**Exercise description**
Filter this material down to the lines that contain the string "Serialize", and return those lines.

**Provided information**

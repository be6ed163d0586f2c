//! Flattened, human-readable departure schedules.

use std::fmt;

use serde::Serialize;

/// Upcoming departures of one route at one stop.
///
/// `next` holds minutes until departure, in the order the API reported them.
/// Negative values are passed through untouched.
#[derive(Debug, Clone, PartialEq, Eq, Serialize)]
pub struct HumanReadableSchedule {
    pub name: String,
    pub next: Vec<i32>,
}

impl HumanReadableSchedule {
    pub fn new(name: impl Into<String>, next: Vec<i32>) -> Self {
        Self {
            name: name.into(),
            next,
        }
    }
}

impl fmt::Display for HumanReadableSchedule {
    fn fmt(&self, f: &mut fmt::Formatter<'_>) -> fmt::Result {
        if self.next.is_empty() {
            return write!(f, "{}: no departures", self.name);
        }

        write!(f, "{}: ", self.name)?;
        for (i, mins) in self.next.iter().enumerate() {
            if i > 0 {
                f.write_str(", ")?;
            }
            write!(f, "{mins}")?;
        }
        f.write_str(" min")
    }
}

/// Ordering applied to schedules by route name.
#[derive(Debug, Clone, Copy, PartialEq, Eq, Default)]
pub enum SortOrder {
    Ascending,
    #[default]
    Descending,
}

/// Sort schedules by route name.
///
/// The sort is stable: schedules sharing a route name keep their relative
/// order. Departure times are never used as a tiebreak.
pub fn sort_schedules(schedules: &mut [HumanReadableSchedule], order: SortOrder) {
    match order {
        SortOrder::Ascending => schedules.sort_by(|a, b| a.name.cmp(&b.name)),
        SortOrder::Descending => schedules.sort_by(|a, b| b.name.cmp(&a.name)),
    }
}
//! Domain types for the departures client.
//!
//! These are the types handed to consumers, independent of the XML wire
//! format the 511 API speaks.

mod schedule;
mod stop_code;

pub use schedule::{HumanReadableSchedule, SortOrder, sort_schedules};
pub use stop_code::{InvalidStopCode, StopCode};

**Answer space**
use serde::Serialize;
#[derive(Debug, Clone, PartialEq, Eq, Serialize)]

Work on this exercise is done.